Não obstante, esse fator de produção tem um peso de "apenas" 40% na função de produção brasileira, com os outros 60% dependendo da oferta de mão de obra. A oferta de mão-de-obra, sob um prisma de médio e longo prazos, está associada à evolução da População em Idade Ativa (PIA) e também da tendência da taxa de participação - razão entre a População Economicamente Ativa (PEA) e a PIA.
Como a taxa de participação brasileira hoje já se encontra em um nível historicamente elevado, o crescimento da oferta de mão de obra tem dependido basicamente do crescimento da PIA, que se elevou em 1,5% em 2011 (as estimativas oficiais do IBGE ainda não incorporam os resultados do Censo 2010).
Por fim, os ganhos de produtividade. A sua estimação é feita por resíduo, descontando-se do crescimento efetivo do PIB a variação do estoque de capital em uso (estoque de capital ajustado pelo Nível de Utilização da Capacidade Instalada, NUCI, da economia) e a variação da população ocupada (idealmente deveriam ser consideradas as horas trabalhadas, mas esses dados são difíceis de serem obtidos para o agregado da economia brasileira). Não obstante, a produtividade é uma variável sabidamente pró-cíclica, em função da rigidez do mercado de trabalho. Com efeito, para se calcular o PIB potencial, é preciso levar em conta a tendência de crescimento da produtividade e não a sua variação em determinado ano. Embora conjunturalmente os ganhos de produtividade tenham desacelerado de uma alta de 2,6% em 2010 para apenas 0,5% em 2011, a tendência da produtividade brasileira está crescendo cerca de 1,2% ao ano.
Compondo o crescimento desses condicionantes da oferta agregada doméstica, chega-se a um crescimento potencial de 3,9% em 2011 - valor que se aproxima das outras estimativas apresentadas acima. Com efeito, um "educated guess" para o crescimento potencial da economia brasileira hoje é algo em torno de 4% ao ano.
E olhando para frente? Caso a taxa de investimento (razão entre a Formação Bruta de Capital Fixo, FBCF, e o PIB) fique em cerca de 20% entre 2012 e 2014, acima dos 19,3% de 2011, o estoque de capital deverá seguir crescendo cerca de 4,5% ao ano. Uma taxa de investimento chegando a 24% em 2014 - cenário do governo - poderia elevar esse crescimento do estoque de capital para cerca de 5,5%, agregando 0,4 ponto percentual ao crescimento potencial brasileiro). Não há razões para esperar um grande salto dos ganhos de produtividade, uma vez que eles dependem de reformas microeconômicas e de investimentos em educação que dificilmente maturam nesse prazo mais curto.

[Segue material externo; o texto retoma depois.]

//! HTTP bindings for the deal service's two calls.

use serde::Deserialize;
use thiserror::Error;

use crate::http::{Client, Response};
use crate::records::{RecordPatch, RelatedListResponse, UpdateRequest};

/// Failure of a service call. The display string is exactly what the
/// notification shows, so status errors surface the upstream `message`
/// verbatim.
#[derive(Debug, Clone, Error)]
pub enum ApiError {
    /// The request produced no HTTP response.
    #[error("{0}")]
    Transport(String),
    /// Non-success status. `message` prefers the body's `message` field
    /// over the bare status line.
    #[error("{message}")]
    Status { status: u16, message: String },
    /// A success response whose body did not match the contract.
    #[error("Parse error: {0}")]
    Decode(String),
}

/// Error body shape shared by both calls.
#[derive(Debug, Deserialize)]
struct ErrorBody {
    message: String,
}

fn status_error(response: &Response) -> ApiError {
    let message = response
        .json::<ErrorBody>()
        .map(|body| body.message)
        .unwrap_or_else(|_| format!("API returned status: {}", response.status));
    ApiError::Status {
        status: response.status,
        message,
    }
}

/// Read call: the related opportunities of one parent account, projected to
/// the requested fields, plus the shared stage options.
pub async fn fetch_related_opportunities(
    base_url: &str,
    parent_id: &str,
    field_list: &str,
) -> Result<RelatedListResponse, ApiError> {
    let url = format!("{base_url}/accounts/{parent_id}/opportunities?fields={field_list}");
    let response = Client::get(url)
        .send()
        .await
        .map_err(|err| ApiError::Transport(err.to_string()))?;
    if !response.is_success() {
        return Err(status_error(&response));
    }
    response.json().map_err(|err| ApiError::Decode(err.to_string()))
}

/// Write call: one batched update carrying every edited row's changed fields.
pub async fn update_opportunities(
    base_url: &str,
    patches: Vec<RecordPatch>,
) -> Result<(), ApiError> {
    let url = format!("{base_url}/opportunities/batch-update");
    let request = Client::post(url)
        .json(&UpdateRequest {
            opportunities_to_update: patches,
        })
        .map_err(|err| ApiError::Decode(err.to_string()))?;
    let response = request
        .send()
        .await
        .map_err(|err| ApiError::Transport(err.to_string()))?;
    if !response.is_success() {
        return Err(status_error(&response));
    }
    Ok(())
}

#[cfg(test)]
mod tests {
    use std::collections::BTreeMap;

    use serde_json::{Value, json};
    use wiremock::matchers::{body_json, method, path, query_param};
    use wiremock::{Mock, MockServer, ResponseTemplate};

    use crate::records::RecordPatch;

    use super::{ApiError, fetch_related_opportunities, update_opportunities};

    #[tokio::test]
    async fn fetch_parses_rows_and_options() {
        let server = MockServer::start().await;
        Mock::given(method("GET"))
            .and(path("/accounts/001xx000003DGbY/opportunities"))
            .and(query_param("fields", "Name,StageName"))
            .respond_with(ResponseTemplate::new(200).set_body_json(json!({
                "opportunities": [
                    {"Id": "006A", "Name": "Server racks", "StageName": "Prospecting"},
                    {"Id": "006B", "Name": "Install", "StageName": "Closed Won"}
                ],
                "stageNameOptions": [
                    {"label": "Prospecting", "value": "Prospecting"},
                    {"label": "Closed Won", "value": "Closed Won"}
                ]
            })))
            .mount(&server)
            .await;

        let response =
            fetch_related_opportunities(&server.uri(), "001xx000003DGbY", "Name,StageName")
                .await
                .expect("fetch should succeed against the mock");
        assert_eq!(response.opportunities.len(), 2);
        assert_eq!(response.opportunities[1].field_text("StageName"), "Closed Won");
        assert_eq!(response.stage_name_options.len(), 2);
    }

    #[tokio::test]
    async fn fetch_failure_surfaces_the_upstream_message() {
        let server = MockServer::start().await;
        Mock::given(method("GET"))
            .respond_with(
                ResponseTemplate::new(403).set_body_json(json!({"message": "No access to account"})),
            )
            .mount(&server)
            .await;

        let err = fetch_related_opportunities(&server.uri(), "001xx000003DGbY", "Name")
            .await
            .expect_err("403 must map to an error");
        assert!(matches!(err, ApiError::Status { status: 403, .. }));
        assert_eq!(
            err.to_string(),
            "No access to account",
            "the body's message field is the display string"
        );
    }

    #[tokio::test]
    async fn fetch_failure_without_json_body_falls_back_to_the_status() {
        let server = MockServer::start().await;
        Mock::given(method("GET"))
            .respond_with(ResponseTemplate::new(502).set_body_string("Bad Gateway"))
            .mount(&server)
            .await;

        let err = fetch_related_opportunities(&server.uri(), "001xx000003DGbY", "Name")
            .await
            .expect_err("502 must map to an error");
        assert_eq!(err.to_string(), "API returned status: 502");
    }

    #[tokio::test]
    async fn update_posts_the_batched_envelope() {
        let server = MockServer::start().await;
        Mock::given(method("POST"))
            .and(path("/opportunities/batch-update"))
            .and(body_json(json!({
                "opportunitiesToUpdate": [
                    {"fields": {"Id": "006A", "StageName": "Closed Won"}}
                ]
            })))
            .respond_with(ResponseTemplate::new(200))
            .expect(1)
            .mount(&server)
            .await;

        let mut fields = BTreeMap::new();
        fields.insert("Id".to_owned(), Value::String("006A".to_owned()));
        fields.insert("StageName".to_owned(), Value::String("Closed Won".to_owned()));
        update_opportunities(&server.uri(), vec![RecordPatch { fields }])
            .await
            .expect("update should succeed against the mock");
    }

    #[tokio::test]
    async fn update_failure_surfaces_the_upstream_message() {
        let server = MockServer::start().await;
        Mock::given(method("POST"))
            .respond_with(
                ResponseTemplate::new(409).set_body_json(json!({"message": "Row locked by another user"})),
            )
            .mount(&server)
            .await;

        let err = update_opportunities(&server.uri(), vec![RecordPatch { fields: BTreeMap::new() }])
            .await
            .expect_err("409 must map to an error");
        assert_eq!(err.to_string(), "Row locked by another user");
    }
}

Uma grande incógnita reside no que esperar da oferta de mão de obra. As projeções atuais do IBGE apontam um crescimento médio de 1,4% da PIA em 2012-2014 - quadro não muito diferente daquele verificado na média dos últimos anos.
Não obstante, essas projeções não consideram fluxos imigratórios. Aparentemente estamos passando por uma mudança estrutural, em função do grande diferencial de crescimento e de desemprego do Brasil em relação a muitas outras economias no mundo, que vem atraindo estrangeiros para trabalhar no Brasil e gerando a repatriação de brasileiros.
Segundo o Ministério da Justiça, somente em 2011 o número de estrangeiros legalizados no Brasil se elevou em 540 mil pessoas (0,3% da PIA estimada para o Brasil em 2011). Essa é uma questão que passa a ser pertinente para avaliar a capacidade de crescimento não inflacionária da economia brasileira no futuro próximo. Um fluxo imigratório de 1 milhão de pessoas em idade ativa por ano pode aumentar nosso potencial em 0,4 ponto percentual - ou mais, caso esses trabalhadores tenham um nível médio de qualificação superior à média atual dos brasileiros, o que também elevaria os ganhos de produtividade de nossa economia.